Anticipating that moment of “me” time before my husband rolls over and the light of the cell phone displays across his face attempting to wake him up. Or the sleepy head in the next room rolling over only to have his pacifier fall on the floor abruptly waking his little soul.
This “me” time is longing to be met while my phone decides to hold not an ounce of reception. I look forward to my 15 minutes of fame every night while laying as quiet as a bug in-a-rug to get my latest fashion update or keeping up with the Kardashians newest marriage fail. But even though this hopeless dream excites me every night yet continually lets me down, I continue to be persistent. Its almost as if maybe the world will turn just enough on the earths axle that as I lay my head to rest tonight, maybe, just maybe I will get some hope from my Pinterest app. And if this dream does get fulfilled, I know I am that much closer to the cancer causing cell phone towers and ever so grateful that my “alone” time was successful.
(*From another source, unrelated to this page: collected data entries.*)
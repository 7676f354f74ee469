mod bind;
mod command_id;
mod command_status;
mod data_coding;
mod deliver_sm;
mod numeric_plan_indicator;
mod submit_sm;
mod tlv;
mod type_of_number;

pub use bind::{BindRequest, BindResponse, BindType, INTERFACE_VERSION_34};
pub use command_id::CommandId;
pub use command_status::{CommandStatus, describe_status};
pub use data_coding::DataCoding;
pub use deliver_sm::{
    DeliverSm, DeliverSmResponse, DeliveryReceipt, ESM_CLASS_DELIVERY_RECEIPT, MessageState,
};
pub use numeric_plan_indicator::NumericPlanIndicator;
pub use submit_sm::{SubmitSm, SubmitSmResponse};
pub use tlv::{Tlv, find_tlv, tags};
pub use type_of_number::TypeOfNumber;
Though I haven’t fully accepted this outcome, I know my body is appreciating the extra 30 minutes to an hour Pinterest easily consumes. The meaningless minutes float away ever so quickly only leaving you more exhausted the following day. Yet I still persist and fight to overcome the losing battle of cellphone reception.
But though my luck wouldn’t render this joyous time for myself, I will keep trying every night as the screen lights up, the app attempts to open and as my hopes become disappointments. I will rest peacefully knowing those two minutes, although discouraging, were still two minutes of “me” time.